In fact, Huddle has for some time been exclusively focused on the needs of the enterprise (a.k.a. the customers with the most money to blow). Features like file sync, introduced earlier this year, are best suited to organizations with tons of files flying through the air and multiple tiers of management — with varying access and editing privileges for different types of documents. Your average small or medium business wouldn’t have any real need for such a tool.
“Individuals and smaller teams may find Asana, Dropbox, Box, Google, and other cloud offerings attractive, however as the quantity of content being stored, shared, and collaborated on grows and more people enter the organization, more robust tools for managing content are needed,” Mitchell said.
“Traditionally, this realm has been dominated by Microsoft SharePoint. That is changing. … We’ve long said that if Microsoft SharePoint was built today, it would have built like Huddle — and the new version of Huddle announced today shows that that’s even more true: We’ve already built the seamless cloud content management and social collaboration solution that Microsoft dreams of building with its Yammer acquisition.”
Microsoft’s falling out of favor with the enterprise was handily illustrated by the UK Meteorological Office in an interview we conducted late last year.

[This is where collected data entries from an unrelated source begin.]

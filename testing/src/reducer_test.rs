//! Given/When/Then harness for screen reducers.
//!
//! Reducers are pure, so most screen behaviour is tested here without a
//! store or a tokio runtime. [`effects::run_effects`] resolves the futures a
//! reducer returned when a test needs the gateway replies.

#![allow(clippy::module_name_repetitions)] // ReducerTest is the natural name

use larder_core::{effect::Effect, reducer::Reducer};

type StateAssertion<S> = Box<dyn FnOnce(&S)>;

type EffectAssertion<A> = Box<dyn FnOnce(&[Effect<A>])>;

/// Builder that applies actions to a reducer and checks the outcome.
///
/// Several actions may be queued with [`ReducerTest::when_action`]; they are
/// applied in order and effect assertions see the effects of the last one.
///
/// # Example
///
/// ```ignore
/// use larder_testing::ReducerTest;
///
/// ReducerTest::new(RouterReducer)
///     .with_env(())
///     .given_state(RouterState::default())
///     .when_action(RouterAction::ToggleDrawer)
///     .when_action(RouterAction::DrawerSelect(View::Pantry))
///     .then_state(|state| {
///         assert_eq!(state.active, View::Pantry);
///         assert!(!state.drawer_open);
///     })
///     .run();
/// ```
pub struct ReducerTest<R, S, A, E>
where
    R: Reducer<State = S, Action = A, Environment = E>,
{
    reducer: R,
    environment: Option<E>,
    initial_state: Option<S>,
    actions: Vec<A>,
    state_assertions: Vec<StateAssertion<S>>,
    effect_assertions: Vec<EffectAssertion<A>>,
}

impl<R, S, A, E> ReducerTest<R, S, A, E>
where
    R: Reducer<State = S, Action = A, Environment = E>,
{
    /// Start a test for `reducer`
    #[must_use]
    pub const fn new(reducer: R) -> Self {
        Self {
            reducer,
            environment: None,
            initial_state: None,
            actions: Vec::new(),
            state_assertions: Vec::new(),
            effect_assertions: Vec::new(),
        }
    }

    /// Environment passed to every action
    #[must_use]
    pub fn with_env(mut self, env: E) -> Self {
        self.environment = Some(env);
        self
    }

    /// Starting state (Given)
    #[must_use]
    pub fn given_state(mut self, state: S) -> Self {
        self.initial_state = Some(state);
        self
    }

    /// Queue an action to apply (When)
    #[must_use]
    pub fn when_action(mut self, action: A) -> Self {
        self.actions.push(action);
        self
    }

    /// Queue several actions to apply in order (When)
    #[must_use]
    pub fn when_actions(mut self, actions: impl IntoIterator<Item = A>) -> Self {
        self.actions.extend(actions);
        self
    }

    /// Check the state after the last action (Then)
    #[must_use]
    pub fn then_state<F>(mut self, assertion: F) -> Self
    where
        F: FnOnce(&S) + 'static,
    {
        self.state_assertions.push(Box::new(assertion));
        self
    }

    /// Add an assertion about the effects of the last action (Then)
    #[must_use]
    pub fn then_effects<F>(mut self, assertion: F) -> Self
    where
        F: FnOnce(&[Effect<A>]) + 'static,
    {
        self.effect_assertions.push(Box::new(assertion));
        self
    }

    /// Apply the queued actions, then run every assertion
    ///
    /// # Panics
    ///
    /// Panics if the state, the environment or every action is missing, and
    /// whenever an assertion fails.
    #[allow(clippy::panic)] // Test code can panic
    #[allow(clippy::expect_used)] // Test code can use expect
    pub fn run(self) {
        let mut state = self
            .initial_state
            .expect("Initial state must be set with given_state()");

        assert!(!self.actions.is_empty(), "At least one action must be set with when_action()");

        let env = self
            .environment
            .expect("Environment must be set with with_env()");

        let mut effects = Vec::new();
        for action in self.actions {
            effects = self.reducer.reduce(&mut state, action, &env).into_vec();
        }

        for assertion in self.state_assertions {
            assertion(&state);
        }

        for assertion in self.effect_assertions {
            assertion(&effects);
        }
    }
}

/// Checks over the effects a reducer returned
pub mod assertions {
    use larder_core::effect::Effect;

    /// Assert that there are no effects
    ///
    /// # Panics
    ///
    /// Panics if any effect other than `Effect::None` is present.
    #[allow(clippy::panic)] // Test assertion
    pub fn assert_no_effects<A: std::fmt::Debug>(effects: &[Effect<A>]) {
        assert!(
            effects.iter().all(Effect::is_none),
            "Expected no effects, but found {}: {:?}",
            effects.len(),
            effects
        );
    }

    /// Assert the number of effects
    ///
    /// # Panics
    ///
    /// Panics if the number of effects doesn't match expected.
    #[allow(clippy::panic)] // Test assertion
    pub fn assert_effects_count<A>(effects: &[Effect<A>], expected: usize) {
        assert_eq!(
            effects.len(),
            expected,
            "Expected {} effects, but found {}",
            expected,
            effects.len()
        );
    }

    /// Assert that effects contain at least one Future effect, at any depth
    ///
    /// # Panics
    ///
    /// Panics if no Future effect is found.
    #[allow(clippy::panic)] // Test assertion
    pub fn assert_has_future_effect<A>(effects: &[Effect<A>]) {
        assert!(
            count_futures(effects) > 0,
            "Expected at least one Future effect, but none found"
        );
    }

    /// Assert that effects contain at least one Delay effect, at any depth
    ///
    /// # Panics
    ///
    /// Panics if no Delay effect is found.
    #[allow(clippy::panic)] // Test assertion
    pub fn assert_has_delay_effect<A>(effects: &[Effect<A>]) {
        fn has_delay<A>(effects: &[Effect<A>]) -> bool {
            effects.iter().any(|effect| match effect {
                Effect::Delay { .. } => true,
                Effect::Parallel(inner) | Effect::Sequential(inner) => has_delay(inner),
                Effect::None | Effect::Future(_) => false,
            })
        }

        assert!(has_delay(effects), "Expected at least one Delay effect, but none found");
    }

    /// Count Future effects, looking inside Parallel and Sequential
    #[must_use]
    pub fn count_futures<A>(effects: &[Effect<A>]) -> usize {
        effects
            .iter()
            .map(|effect| match effect {
                Effect::Future(_) => 1,
                Effect::Parallel(inner) | Effect::Sequential(inner) => count_futures(inner),
                Effect::None | Effect::Delay { .. } => 0,
            })
            .sum()
    }
}

/// Run effects without a Store
///
/// Reducer tests that care about what an effect *produces* (the action a
/// gateway reply turns into) use these to drive futures to completion.
pub mod effects {
    use larder_core::effect::Effect;
    use std::future::Future;
    use std::pin::Pin;
    use std::time::Duration;

    type EffectFuture<A> = Pin<Box<dyn Future<Output = Option<A>> + Send>>;

    fn flatten<A>(effects: Vec<Effect<A>>, futures: &mut Vec<EffectFuture<A>>, delays: &mut Vec<(Duration, A)>) {
        for effect in effects {
            match effect {
                Effect::None => {},
                Effect::Parallel(inner) | Effect::Sequential(inner) => flatten(inner, futures, delays),
                Effect::Delay { duration, action } => delays.push((duration, *action)),
                Effect::Future(future) => futures.push(future),
            }
        }
    }

    /// Await every Future effect in order and collect the actions they produce
    ///
    /// Delay effects are skipped; see [`delayed_actions`].
    pub async fn run_effects<A>(effects: impl IntoIterator<Item = Effect<A>>) -> Vec<A> {
        let mut futures = Vec::new();
        let mut delays = Vec::new();
        flatten(effects.into_iter().collect(), &mut futures, &mut delays);

        let mut produced = Vec::new();
        for future in futures {
            if let Some(action) = future.await {
                produced.push(action);
            }
        }
        produced
    }

    /// Delay effects with their scheduled actions, without waiting
    #[must_use]
    pub fn delayed_actions<A>(effects: impl IntoIterator<Item = Effect<A>>) -> Vec<(Duration, A)> {
        let mut futures = Vec::new();
        let mut delays = Vec::new();
        flatten(effects.into_iter().collect(), &mut futures, &mut delays);
        delays
    }
}

#[cfg(test)]
mod tests {
    use super::*;
    use larder_core::{SmallVec, smallvec};
    use std::time::Duration;

    #[derive(Clone, Debug, Default)]
    struct TestState {
        checked: Vec<bool>,
    }

    #[derive(Clone, Debug, PartialEq)]
    enum TestAction {
        Toggle(usize),
        Submit,
        Submitted,
        DismissNotice,
    }

    struct TestReducer;

    impl Reducer for TestReducer {
        type State = TestState;
        type Action = TestAction;
        type Environment = ();

        fn reduce(
            &self,
            state: &mut TestState,
            action: TestAction,
            _env: &(),
        ) -> SmallVec<[Effect<TestAction>; 4]> {
            match action {
                TestAction::Toggle(index) => {
                    if let Some(flag) = state.checked.get_mut(index) {
                        *flag = !*flag;
                    }
                    smallvec![Effect::None]
                },
                TestAction::Submit => smallvec![Effect::merge(vec![
                    Effect::future(async { Some(TestAction::Submitted) }),
                    Effect::Delay {
                        duration: Duration::from_millis(2000),
                        action: Box::new(TestAction::DismissNotice),
                    },
                ])],
                TestAction::Submitted | TestAction::DismissNotice => smallvec![Effect::None],
            }
        }
    }

    #[test]
    fn applies_actions_in_order() {
        ReducerTest::new(TestReducer)
            .with_env(())
            .given_state(TestState {
                checked: vec![false, false],
            })
            .when_action(TestAction::Toggle(0))
            .when_action(TestAction::Toggle(1))
            .when_action(TestAction::Toggle(0))
            .then_state(|state| assert_eq!(state.checked, vec![false, true]))
            .then_effects(assertions::assert_no_effects)
            .run();
    }

    #[test]
    fn effect_assertions_see_last_action() {
        ReducerTest::new(TestReducer)
            .with_env(())
            .given_state(TestState::default())
            .when_actions([TestAction::Toggle(0), TestAction::Submit])
            .then_effects(|effects| {
                assertions::assert_effects_count(effects, 1);
                assertions::assert_has_future_effect(effects);
                assertions::assert_has_delay_effect(effects);
                assert_eq!(assertions::count_futures(effects), 1);
            })
            .run();
    }

    #[tokio::test]
    async fn run_effects_collects_future_actions() {
        let mut state = TestState::default();
        let effects = TestReducer.reduce(&mut state, TestAction::Submit, &());

        let produced = effects::run_effects(effects).await;
        assert_eq!(produced, vec![TestAction::Submitted]);
    }

    #[test]
    fn delayed_actions_are_reported_without_waiting() {
        let mut state = TestState::default();
        let effects = TestReducer.reduce(&mut state, TestAction::Submit, &());

        let delayed = effects::delayed_actions(effects);
        assert_eq!(delayed, vec![(Duration::from_millis(2000), TestAction::DismissNotice)]);
    }
}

Check it out:
“Cloud file sharing and collaboration is a very hot space and there is room for all of the aforementioned companies to be successful,” Mitchell concluded, “as long as we all continue to innovate to stay ahead of the curve of what’s needed in our space.”
Huddle took a $24 million funding round just a couple of months ago to expand its offices in the UK as well as stateside in San Francisco and New York City. The startup plans to be 200 employees strong by the end of this year.